_Problem details:_ Send back exactly the lines from the opening line of the records below through the one with "and carrying an".

** Opening Data shown block **

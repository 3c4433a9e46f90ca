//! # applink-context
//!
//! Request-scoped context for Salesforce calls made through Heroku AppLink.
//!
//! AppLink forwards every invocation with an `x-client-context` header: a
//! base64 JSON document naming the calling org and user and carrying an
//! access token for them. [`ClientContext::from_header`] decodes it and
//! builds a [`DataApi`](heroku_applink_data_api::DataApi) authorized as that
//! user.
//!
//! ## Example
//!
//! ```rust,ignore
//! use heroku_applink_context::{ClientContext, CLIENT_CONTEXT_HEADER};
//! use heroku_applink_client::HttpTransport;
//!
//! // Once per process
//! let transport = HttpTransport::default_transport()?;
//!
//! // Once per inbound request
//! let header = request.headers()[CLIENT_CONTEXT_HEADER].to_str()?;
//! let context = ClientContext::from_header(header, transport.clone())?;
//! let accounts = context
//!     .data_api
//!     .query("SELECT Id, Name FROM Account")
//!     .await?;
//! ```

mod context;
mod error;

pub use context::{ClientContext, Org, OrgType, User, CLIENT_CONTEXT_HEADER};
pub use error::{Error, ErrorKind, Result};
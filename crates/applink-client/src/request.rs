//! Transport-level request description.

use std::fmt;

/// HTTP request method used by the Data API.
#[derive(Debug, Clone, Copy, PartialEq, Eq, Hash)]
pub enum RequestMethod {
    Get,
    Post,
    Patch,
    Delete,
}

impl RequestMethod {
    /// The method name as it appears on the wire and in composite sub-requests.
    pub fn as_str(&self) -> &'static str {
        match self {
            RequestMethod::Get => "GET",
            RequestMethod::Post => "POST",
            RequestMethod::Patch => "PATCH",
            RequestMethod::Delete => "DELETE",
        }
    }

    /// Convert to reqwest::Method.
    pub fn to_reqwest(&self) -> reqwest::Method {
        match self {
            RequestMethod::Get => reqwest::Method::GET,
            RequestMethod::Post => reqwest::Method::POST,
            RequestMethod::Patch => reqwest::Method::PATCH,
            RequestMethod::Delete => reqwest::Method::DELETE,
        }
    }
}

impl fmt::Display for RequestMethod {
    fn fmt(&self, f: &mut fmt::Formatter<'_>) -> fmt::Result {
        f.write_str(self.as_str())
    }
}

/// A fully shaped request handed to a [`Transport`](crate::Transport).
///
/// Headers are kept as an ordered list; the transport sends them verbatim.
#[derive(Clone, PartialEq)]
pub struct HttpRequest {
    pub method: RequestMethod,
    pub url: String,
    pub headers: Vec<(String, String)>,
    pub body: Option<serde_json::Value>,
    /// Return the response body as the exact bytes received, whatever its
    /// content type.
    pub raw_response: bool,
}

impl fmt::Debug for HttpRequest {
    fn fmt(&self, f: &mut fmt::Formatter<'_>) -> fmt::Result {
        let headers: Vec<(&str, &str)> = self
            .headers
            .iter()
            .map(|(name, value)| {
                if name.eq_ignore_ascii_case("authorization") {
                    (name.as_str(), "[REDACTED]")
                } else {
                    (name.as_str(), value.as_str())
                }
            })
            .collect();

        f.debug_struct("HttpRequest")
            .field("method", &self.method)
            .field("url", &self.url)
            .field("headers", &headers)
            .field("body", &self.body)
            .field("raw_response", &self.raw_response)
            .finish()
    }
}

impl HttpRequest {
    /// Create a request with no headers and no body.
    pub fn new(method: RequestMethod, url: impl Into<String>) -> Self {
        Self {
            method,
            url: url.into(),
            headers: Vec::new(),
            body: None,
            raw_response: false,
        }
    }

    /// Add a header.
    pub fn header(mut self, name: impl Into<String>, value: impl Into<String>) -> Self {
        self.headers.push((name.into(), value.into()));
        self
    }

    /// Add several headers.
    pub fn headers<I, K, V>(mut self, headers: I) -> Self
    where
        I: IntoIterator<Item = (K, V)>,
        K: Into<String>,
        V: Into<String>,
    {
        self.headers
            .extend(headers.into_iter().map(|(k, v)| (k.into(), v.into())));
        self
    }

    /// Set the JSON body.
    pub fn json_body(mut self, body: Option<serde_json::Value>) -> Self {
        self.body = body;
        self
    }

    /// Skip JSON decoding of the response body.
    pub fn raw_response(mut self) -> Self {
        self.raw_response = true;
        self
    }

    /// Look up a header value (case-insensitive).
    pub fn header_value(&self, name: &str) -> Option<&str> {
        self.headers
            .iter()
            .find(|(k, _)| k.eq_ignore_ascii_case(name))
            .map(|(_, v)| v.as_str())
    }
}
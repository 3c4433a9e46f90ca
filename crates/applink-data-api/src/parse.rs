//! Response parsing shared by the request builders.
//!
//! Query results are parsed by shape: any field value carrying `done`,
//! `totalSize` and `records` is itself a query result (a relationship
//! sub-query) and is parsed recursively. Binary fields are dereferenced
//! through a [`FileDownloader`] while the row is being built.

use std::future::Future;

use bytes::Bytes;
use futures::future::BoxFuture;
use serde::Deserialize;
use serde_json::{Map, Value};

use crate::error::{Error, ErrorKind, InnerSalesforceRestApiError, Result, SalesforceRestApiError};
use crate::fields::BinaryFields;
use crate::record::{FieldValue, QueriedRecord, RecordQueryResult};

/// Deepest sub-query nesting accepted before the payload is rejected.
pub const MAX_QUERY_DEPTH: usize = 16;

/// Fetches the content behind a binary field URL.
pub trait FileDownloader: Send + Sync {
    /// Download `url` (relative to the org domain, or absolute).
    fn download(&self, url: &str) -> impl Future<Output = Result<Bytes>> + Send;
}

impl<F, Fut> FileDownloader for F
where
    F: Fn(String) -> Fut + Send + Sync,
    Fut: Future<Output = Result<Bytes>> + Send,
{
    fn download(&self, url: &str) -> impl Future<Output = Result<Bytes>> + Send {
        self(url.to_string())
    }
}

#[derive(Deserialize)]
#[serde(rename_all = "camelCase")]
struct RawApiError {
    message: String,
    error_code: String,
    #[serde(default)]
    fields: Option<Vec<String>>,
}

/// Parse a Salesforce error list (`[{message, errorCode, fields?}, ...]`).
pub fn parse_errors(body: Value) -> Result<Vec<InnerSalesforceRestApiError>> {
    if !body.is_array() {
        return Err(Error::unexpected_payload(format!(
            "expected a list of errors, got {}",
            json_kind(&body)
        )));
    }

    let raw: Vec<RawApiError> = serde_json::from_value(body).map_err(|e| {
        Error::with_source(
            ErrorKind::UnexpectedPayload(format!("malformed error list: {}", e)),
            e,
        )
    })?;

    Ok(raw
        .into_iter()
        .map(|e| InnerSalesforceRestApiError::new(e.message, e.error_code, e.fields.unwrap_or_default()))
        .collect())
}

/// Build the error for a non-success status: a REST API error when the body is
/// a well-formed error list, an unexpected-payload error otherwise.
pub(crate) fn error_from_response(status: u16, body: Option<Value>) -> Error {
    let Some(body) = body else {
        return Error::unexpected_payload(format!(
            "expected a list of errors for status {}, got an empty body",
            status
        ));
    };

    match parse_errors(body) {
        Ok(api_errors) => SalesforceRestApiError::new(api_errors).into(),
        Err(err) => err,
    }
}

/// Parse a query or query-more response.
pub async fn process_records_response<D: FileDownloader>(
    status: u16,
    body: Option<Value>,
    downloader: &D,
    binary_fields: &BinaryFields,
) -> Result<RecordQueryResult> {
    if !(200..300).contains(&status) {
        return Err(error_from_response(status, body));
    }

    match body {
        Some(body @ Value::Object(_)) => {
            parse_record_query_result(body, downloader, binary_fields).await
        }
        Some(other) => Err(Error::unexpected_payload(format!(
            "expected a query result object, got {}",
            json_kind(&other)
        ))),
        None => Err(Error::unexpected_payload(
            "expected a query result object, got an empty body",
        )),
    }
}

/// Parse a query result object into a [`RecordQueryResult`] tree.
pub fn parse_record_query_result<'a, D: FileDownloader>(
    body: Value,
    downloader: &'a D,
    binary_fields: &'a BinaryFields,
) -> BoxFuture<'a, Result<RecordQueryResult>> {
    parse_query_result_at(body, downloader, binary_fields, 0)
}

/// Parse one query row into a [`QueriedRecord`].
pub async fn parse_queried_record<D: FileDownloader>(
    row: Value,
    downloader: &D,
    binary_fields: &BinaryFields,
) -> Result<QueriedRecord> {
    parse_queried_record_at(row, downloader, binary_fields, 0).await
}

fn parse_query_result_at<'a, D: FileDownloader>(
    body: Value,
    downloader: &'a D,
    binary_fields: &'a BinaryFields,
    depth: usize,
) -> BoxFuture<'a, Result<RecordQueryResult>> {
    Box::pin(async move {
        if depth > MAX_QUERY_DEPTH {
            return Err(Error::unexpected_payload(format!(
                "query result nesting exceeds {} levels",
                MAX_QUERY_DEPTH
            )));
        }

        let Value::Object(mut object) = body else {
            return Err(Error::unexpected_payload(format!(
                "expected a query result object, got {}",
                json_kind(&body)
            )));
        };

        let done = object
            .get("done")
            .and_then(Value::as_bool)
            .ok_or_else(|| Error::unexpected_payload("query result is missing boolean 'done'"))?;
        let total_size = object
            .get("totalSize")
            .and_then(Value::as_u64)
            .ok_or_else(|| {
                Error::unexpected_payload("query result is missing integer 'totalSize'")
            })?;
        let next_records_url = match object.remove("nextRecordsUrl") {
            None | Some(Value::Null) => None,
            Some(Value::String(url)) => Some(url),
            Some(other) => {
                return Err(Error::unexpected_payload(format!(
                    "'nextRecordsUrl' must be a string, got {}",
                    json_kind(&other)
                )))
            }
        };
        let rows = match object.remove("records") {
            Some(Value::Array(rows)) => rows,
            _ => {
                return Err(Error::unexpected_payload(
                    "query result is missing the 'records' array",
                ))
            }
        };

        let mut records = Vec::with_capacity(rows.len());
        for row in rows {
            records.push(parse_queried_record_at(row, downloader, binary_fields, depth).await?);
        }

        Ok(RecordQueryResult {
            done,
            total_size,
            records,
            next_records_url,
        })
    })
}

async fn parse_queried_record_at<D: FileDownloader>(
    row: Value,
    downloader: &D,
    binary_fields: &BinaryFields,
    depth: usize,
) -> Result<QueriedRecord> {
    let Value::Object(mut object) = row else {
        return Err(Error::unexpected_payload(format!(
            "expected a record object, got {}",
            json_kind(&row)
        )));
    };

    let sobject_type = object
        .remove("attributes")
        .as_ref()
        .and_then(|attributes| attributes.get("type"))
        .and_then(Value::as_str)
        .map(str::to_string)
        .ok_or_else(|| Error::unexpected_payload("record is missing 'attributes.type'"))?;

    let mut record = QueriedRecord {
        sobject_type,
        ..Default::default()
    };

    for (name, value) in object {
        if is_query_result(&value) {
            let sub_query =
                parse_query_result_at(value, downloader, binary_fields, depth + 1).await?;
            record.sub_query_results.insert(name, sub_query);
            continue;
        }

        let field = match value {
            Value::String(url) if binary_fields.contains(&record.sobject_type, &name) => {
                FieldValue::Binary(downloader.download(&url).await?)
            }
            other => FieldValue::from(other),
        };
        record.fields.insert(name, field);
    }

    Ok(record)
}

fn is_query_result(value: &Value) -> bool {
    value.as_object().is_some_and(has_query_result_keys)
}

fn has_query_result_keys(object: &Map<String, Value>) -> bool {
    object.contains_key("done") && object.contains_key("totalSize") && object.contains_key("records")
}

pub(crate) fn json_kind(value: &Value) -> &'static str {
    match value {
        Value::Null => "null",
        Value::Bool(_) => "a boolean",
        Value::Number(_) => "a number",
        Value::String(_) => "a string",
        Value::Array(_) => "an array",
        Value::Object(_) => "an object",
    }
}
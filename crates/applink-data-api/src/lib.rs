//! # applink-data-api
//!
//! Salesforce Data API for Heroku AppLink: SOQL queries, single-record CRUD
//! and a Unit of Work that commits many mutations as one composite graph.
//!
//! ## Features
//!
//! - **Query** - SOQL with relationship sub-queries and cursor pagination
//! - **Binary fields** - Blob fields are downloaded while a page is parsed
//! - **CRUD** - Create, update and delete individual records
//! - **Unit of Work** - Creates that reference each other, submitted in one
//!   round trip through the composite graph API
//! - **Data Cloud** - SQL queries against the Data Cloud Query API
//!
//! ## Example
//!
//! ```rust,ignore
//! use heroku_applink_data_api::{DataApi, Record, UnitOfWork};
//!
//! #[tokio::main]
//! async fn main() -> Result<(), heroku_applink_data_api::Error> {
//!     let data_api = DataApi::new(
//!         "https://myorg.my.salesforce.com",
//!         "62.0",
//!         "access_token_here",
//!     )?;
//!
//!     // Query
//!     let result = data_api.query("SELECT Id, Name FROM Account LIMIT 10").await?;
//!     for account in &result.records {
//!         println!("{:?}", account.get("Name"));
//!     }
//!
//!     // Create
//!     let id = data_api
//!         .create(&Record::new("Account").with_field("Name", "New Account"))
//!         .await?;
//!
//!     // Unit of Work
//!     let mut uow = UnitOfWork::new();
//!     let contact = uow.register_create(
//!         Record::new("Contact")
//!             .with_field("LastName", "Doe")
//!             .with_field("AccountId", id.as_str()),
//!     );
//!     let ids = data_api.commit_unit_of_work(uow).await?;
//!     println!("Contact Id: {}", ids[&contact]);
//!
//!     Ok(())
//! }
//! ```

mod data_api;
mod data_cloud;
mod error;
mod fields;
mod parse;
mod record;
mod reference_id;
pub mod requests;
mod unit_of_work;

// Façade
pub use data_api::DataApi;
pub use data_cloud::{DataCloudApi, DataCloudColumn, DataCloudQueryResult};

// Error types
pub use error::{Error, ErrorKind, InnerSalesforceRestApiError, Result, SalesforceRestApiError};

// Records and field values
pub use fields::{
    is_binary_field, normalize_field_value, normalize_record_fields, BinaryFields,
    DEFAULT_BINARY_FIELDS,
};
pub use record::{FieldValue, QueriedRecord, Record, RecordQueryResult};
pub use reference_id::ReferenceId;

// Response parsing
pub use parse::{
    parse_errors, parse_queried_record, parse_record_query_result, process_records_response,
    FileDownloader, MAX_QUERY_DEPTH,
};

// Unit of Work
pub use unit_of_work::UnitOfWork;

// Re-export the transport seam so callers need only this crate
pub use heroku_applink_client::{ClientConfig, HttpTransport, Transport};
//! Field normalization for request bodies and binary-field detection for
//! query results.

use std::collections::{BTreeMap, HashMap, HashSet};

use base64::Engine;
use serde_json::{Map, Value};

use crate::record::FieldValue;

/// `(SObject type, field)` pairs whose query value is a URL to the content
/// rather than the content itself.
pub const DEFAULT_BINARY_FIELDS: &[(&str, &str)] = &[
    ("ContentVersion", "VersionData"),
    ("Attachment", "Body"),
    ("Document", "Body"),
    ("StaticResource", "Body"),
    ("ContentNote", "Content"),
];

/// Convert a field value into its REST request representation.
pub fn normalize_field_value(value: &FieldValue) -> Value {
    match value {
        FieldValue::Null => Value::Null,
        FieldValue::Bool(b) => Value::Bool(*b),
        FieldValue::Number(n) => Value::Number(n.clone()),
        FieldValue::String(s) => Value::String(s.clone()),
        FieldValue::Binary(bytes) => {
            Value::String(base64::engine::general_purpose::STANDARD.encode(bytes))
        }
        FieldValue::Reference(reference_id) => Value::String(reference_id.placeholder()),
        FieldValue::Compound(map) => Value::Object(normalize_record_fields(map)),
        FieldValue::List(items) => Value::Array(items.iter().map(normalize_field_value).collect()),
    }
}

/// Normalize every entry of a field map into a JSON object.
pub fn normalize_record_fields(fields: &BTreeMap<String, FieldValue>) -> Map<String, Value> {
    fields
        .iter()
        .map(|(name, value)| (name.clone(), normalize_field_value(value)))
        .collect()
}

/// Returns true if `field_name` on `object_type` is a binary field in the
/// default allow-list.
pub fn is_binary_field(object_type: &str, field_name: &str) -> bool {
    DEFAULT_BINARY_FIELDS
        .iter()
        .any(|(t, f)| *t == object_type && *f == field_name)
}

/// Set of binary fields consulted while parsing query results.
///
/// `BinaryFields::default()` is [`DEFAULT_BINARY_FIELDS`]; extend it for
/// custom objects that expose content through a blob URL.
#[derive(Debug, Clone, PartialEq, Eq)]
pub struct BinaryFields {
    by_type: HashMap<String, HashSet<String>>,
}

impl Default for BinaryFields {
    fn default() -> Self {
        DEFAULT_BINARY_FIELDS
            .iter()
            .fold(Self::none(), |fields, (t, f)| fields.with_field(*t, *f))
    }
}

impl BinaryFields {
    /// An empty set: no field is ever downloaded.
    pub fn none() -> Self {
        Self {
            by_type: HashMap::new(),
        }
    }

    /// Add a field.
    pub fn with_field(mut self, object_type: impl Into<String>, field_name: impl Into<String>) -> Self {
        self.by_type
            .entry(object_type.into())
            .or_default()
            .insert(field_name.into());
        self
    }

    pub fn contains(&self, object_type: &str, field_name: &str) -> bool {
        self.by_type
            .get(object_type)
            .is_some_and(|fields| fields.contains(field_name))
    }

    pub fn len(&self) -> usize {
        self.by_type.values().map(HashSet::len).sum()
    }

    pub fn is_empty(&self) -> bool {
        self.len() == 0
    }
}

** Closing Data shown block **

_Result of this exercise:_
repository 3c4433a9e46f90ca
//! # applink-context
//!
//! Request-scoped context for Salesforce calls made through Heroku AppLink.
//!
//! AppLink forwards every invocation with an `x-client-context` header: a
//! base64 JSON document naming the calling org and user and carrying an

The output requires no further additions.